The theorem has two independent parts:

Converse — an outage-probability lower bound: no code family operating at multiplexing gain $r$ can achieve diversity gain exceeding $(n_t - r)(n_r - r)$ . This is a purely information-theoretic statement, proved by computing the outage exponent from the Wishart eigenvalue distribution of $\mathbf{H}\mathbf{H}^{H}$ .
Achievability — a constructive upper bound: a Gaussian random codebook with i.i.d. $\mathcal{CN}(0, \text{SNR}/n_t)$ entries and rate $r \log_2 \text{SNR}$ achieves diversity exactly $(n_t - r)(n_r - r)$ in the high-SNR limit. This is the error-exponent counterpart of Shannon's random-coding theorem, lifted to the exponential- equality regime.

The matching of the two bounds gives a tight characterisation: the DMT curve is the exact, best-possible tradeoff. The proof pattern — outage converse + Gaussian random-coding achievability — is the same pattern as ergodic-capacity proofs (Chapter 10), adapted for the exponential-equality regime. We walk through both parts in full.

,

Definition:
Diversity-Multiplexing Tradeoff Curve $d^*(r)$

The diversity-multiplexing tradeoff (DMT) curve of an $n_t \times n_r$ MIMO channel is the function $d^*(r) \;=\; \sup\{d^* \;:\; \exists \text{ family of codes with multiplexing gain } r \text{ and diversity gain } d^*\}, \qquad r \in [0, r_{\max}].$ By definition $d^*(r)$ is the pointwise maximum diversity attainable at each multiplexing gain $r$ . The curve is non-increasing in $r$ : higher $r$ costs more diversity.

Endpoints. At $r = 0$ (fixed rate), $d^*(0)$ is the maximum classical diversity order — for an $n_t \times n_r$ i.i.d. Rayleigh channel this is $n_t n_r$ . At $r = r_{\max} = \min(n_t, n_r)$ (maximum multiplexing slope, approaching capacity), $d^*(r_{\max}) = 0$ : there is no reliability margin left when the rate tracks capacity.

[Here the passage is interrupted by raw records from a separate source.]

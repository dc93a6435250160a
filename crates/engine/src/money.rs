use std::{
    fmt,
    ops::{Add, AddAssign, Neg, Sub, SubAssign},
    str::FromStr,
};

use serde::{Deserialize, Serialize};

use crate::{Currency, EngineError};

/// Signed money amount represented as **integer minor units** (KES cents).
///
/// Use this type for **all** monetary values in the engine (balances, rents,
/// transaction amounts) to avoid floating-point drift.
///
/// The value is signed:
/// - positive = deposit / increase
/// - negative = charge / decrease
///
/// # Examples
///
/// ```rust
/// use engine::Money;
///
/// let amount = Money::new(12_34);
/// assert_eq!(amount.minor(), 1234);
/// assert_eq!(amount.to_string(), "Ksh.12.34");
/// ```
///
/// Parsing from user input (accepts `.` or `,` as decimal separator; rejects >
/// 2 decimals):
///
/// ```rust
/// use engine::Money;
///
/// assert_eq!("10".parse::<Money>().unwrap().minor(), 1000);
/// assert_eq!("10,5".parse::<Money>().unwrap().minor(), 1050);
/// assert!("12.345".parse::<Money>().is_err());
/// ```
#[derive(
    Clone, Copy, Debug, Default, PartialEq, Eq, PartialOrd, Ord, Hash, Serialize, Deserialize,
)]
#[serde(transparent)]
#[repr(transparent)]
pub struct Money(i64);

impl Money {
    pub const ZERO: Money = Money(0);

    /// Largest ledger amount: 8 digits at 2 decimal places (Ksh.999,999.99).
    pub const MAX: Money = Money(99_999_999);

    /// Creates a new amount from integer minor units.
    #[must_use]
    pub const fn new(minor: i64) -> Self {
        Self(minor)
    }

    /// Returns the raw value in minor units.
    #[must_use]
    pub const fn minor(self) -> i64 {
        self.0
    }

    /// Returns `true` if the amount is 0.
    #[must_use]
    pub const fn is_zero(self) -> bool {
        self.0 == 0
    }

    /// Returns `true` if the amount is positive.
    #[must_use]
    pub const fn is_positive(self) -> bool {
        self.0 > 0
    }

    /// Returns `true` if the amount is negative.
    #[must_use]
    pub const fn is_negative(self) -> bool {
        self.0 < 0
    }

    /// Checked addition (returns `None` on overflow).
    #[must_use]
    pub fn checked_add(self, rhs: Money) -> Option<Money> {
        self.0.checked_add(rhs.0).map(Money)
    }

    /// Checked subtraction (returns `None` on overflow).
    #[must_use]
    pub fn checked_sub(self, rhs: Money) -> Option<Money> {
        self.0.checked_sub(rhs.0).map(Money)
    }
}

impl fmt::Display for Money {
    fn fmt(&self, f: &mut fmt::Formatter<'_>) -> fmt::Result {
        let sign = if self.0 < 0 { "-" } else { "" };
        let abs = self.0.unsigned_abs();
        let units = abs / 100;
        let cents = abs % 100;
        write!(f, "{sign}{}.{units}.{cents:02}", Currency::Kes.symbol())
    }
}

impl From<i64> for Money {
    fn from(value: i64) -> Self {
        Self(value)
    }
}

impl From<Money> for i64 {
    fn from(value: Money) -> Self {
        value.0
    }
}

impl Add for Money {
    type Output = Money;

    fn add(self, rhs: Money) -> Self::Output {
        Money(self.0 + rhs.0)
    }
}

impl AddAssign for Money {
    fn add_assign(&mut self, rhs: Money) {
        self.0 += rhs.0;
    }
}

impl Sub for Money {
    type Output = Money;

    fn sub(self, rhs: Money) -> Self::Output {
        Money(self.0 - rhs.0)
    }
}

impl SubAssign for Money {
    fn sub_assign(&mut self, rhs: Money) {
        self.0 -= rhs.0;
    }
}

impl Neg for Money {
    type Output = Money;

    fn neg(self) -> Self::Output {
        Money(-self.0)
    }
}

impl FromStr for Money {
    type Err = EngineError;

    /// Parses a decimal string into minor units.
    ///
    /// Accepts `.` or `,` as decimal separator and an optional leading `+`/`-`.
    ///
    /// Validation rules:
    /// - max 2 fractional digits (rejects `12.345`)
    /// - rejects empty/invalid strings
    fn from_str(s: &str) -> Result<Self, Self::Err> {
        let empty = || EngineError::Validation("empty amount".to_string());
        let invalid = || EngineError::Validation("invalid amount".to_string());
        let overflow = || EngineError::Validation("amount too large".to_string());

        let trimmed = s.trim();
        if trimmed.is_empty() {
            return Err(empty());
        }

        let (sign, rest) = if let Some(stripped) = trimmed.strip_prefix('-') {
            (-1i64, stripped)
        } else if let Some(stripped) = trimmed.strip_prefix('+') {
            (1i64, stripped)
        } else {
            (1i64, trimmed)
        };

        let rest = rest.trim();
        if rest.is_empty() {
            return Err(empty());
        }

        let rest = rest.replace(',', ".");
        let mut parts = rest.split('.');
        let units_str = parts.next().ok_or_else(invalid)?;
        let cents_str = parts.next();

        if parts.next().is_some() {
            return Err(invalid());
        }

        if units_str.is_empty() || !units_str.chars().all(|c| c.is_ascii_digit()) {
            return Err(invalid());
        }

        let units: i64 = units_str.parse().map_err(|_| invalid())?;

        let cents: i64 = match cents_str {
            None => 0,
            Some("") => 0,
            Some(frac) => {
                if !frac.chars().all(|c| c.is_ascii_digit()) {
                    return Err(invalid());
                }
                match frac.len() {
                    0 => 0,
                    1 => frac.parse::<i64>().map_err(|_| invalid())? * 10,
                    2 => frac.parse::<i64>().map_err(|_| invalid())?,
                    _ => return Err(EngineError::Validation("too many decimals".to_string())),
                }
            }
        };

        let total = units
            .checked_mul(100)
            .and_then(|v| v.checked_add(cents))
            .ok_or_else(overflow)?;

        let signed = if sign < 0 {
            total.checked_neg().ok_or_else(overflow)?
        } else {
            total
        };

        Ok(Money(signed))
    }
}

#[cfg(test)]
mod tests {
    use super::*;

    #[test]
    fn display_formats_kes() {
        assert_eq!(Money::new(0).to_string(), "Ksh.0.00");
        assert_eq!(Money::new(1).to_string(), "Ksh.0.01");
        assert_eq!(Money::new(10).to_string(), "Ksh.0.10");
        assert_eq!(Money::new(1050).to_string(), "Ksh.10.50");
        assert_eq!(Money::new(-1050).to_string(), "-Ksh.10.50");
    }

    #[test]
    fn parse_accepts_dot_or_comma() {
        assert_eq!("10".parse::<Money>().unwrap().minor(), 1000);
        assert_eq!("10.5".parse::<Money>().unwrap().minor(), 1050);
        assert_eq!("10,50".parse::<Money>().unwrap().minor(), 1050);
        assert_eq!("-0.01".parse::<Money>().unwrap().minor(), -1);
        assert_eq!("+1.00".parse::<Money>().unwrap().minor(), 100);
        assert_eq!("  2.30 ".parse::<Money>().unwrap().minor(), 230);
    }

    #[test]
    fn parse_rejects_more_than_two_decimals() {
        assert!("12.345".parse::<Money>().is_err());
        assert!("0.001".parse::<Money>().is_err());
    }

    #[test]
    fn max_matches_eight_digit_ledger_bound() {
        assert_eq!(Money::MAX.to_string(), "Ksh.999999.99");
    }
}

Operational meaning. A code family's operating point $(r, d^*)$ must lie below the curve: $d^* \le d^*(r)$ . A code is DMT-optimal if its operating point lies on the curve for the entire range $r \in [0, r_{\max}]$ — i.e., it achieves the best diversity for every multiplexing slope. Alamouti achieves the curve only at $r = 0$ ; the Golden code (§4) achieves it for all $r \in [0, 2]$ on $2 \times 2$ .

,

Theorem: Zheng-Tse Diversity-Multiplexing Tradeoff

Consider an $n_t \times n_r$ i.i.d. Rayleigh MIMO channel with coherent detection and block length $L \ge n_t + n_r - 1$ . The DMT curve is the piecewise-linear interpolation of the integer corner points $d^*(k) \;=\; (n_t - k)(n_r - k), \qquad k = 0, 1, \ldots, \min(n_t, n_r).$ Explicitly, for $r \in [k, k+1]$ with $k \in \{0, 1, \ldots, \min(n_t, n_r) - 1\}$ , $d^*(r) \;=\; (n_t - k)(n_r - k) - \big[(n_t - k)(n_r - k) - (n_t - k - 1)(n_r - k - 1)\big] (r - k).$ The maximum multiplexing gain is $r_{\max} = \min(n_t, n_r)$ and the maximum diversity gain is $d^*(0) = n_t n_r$ .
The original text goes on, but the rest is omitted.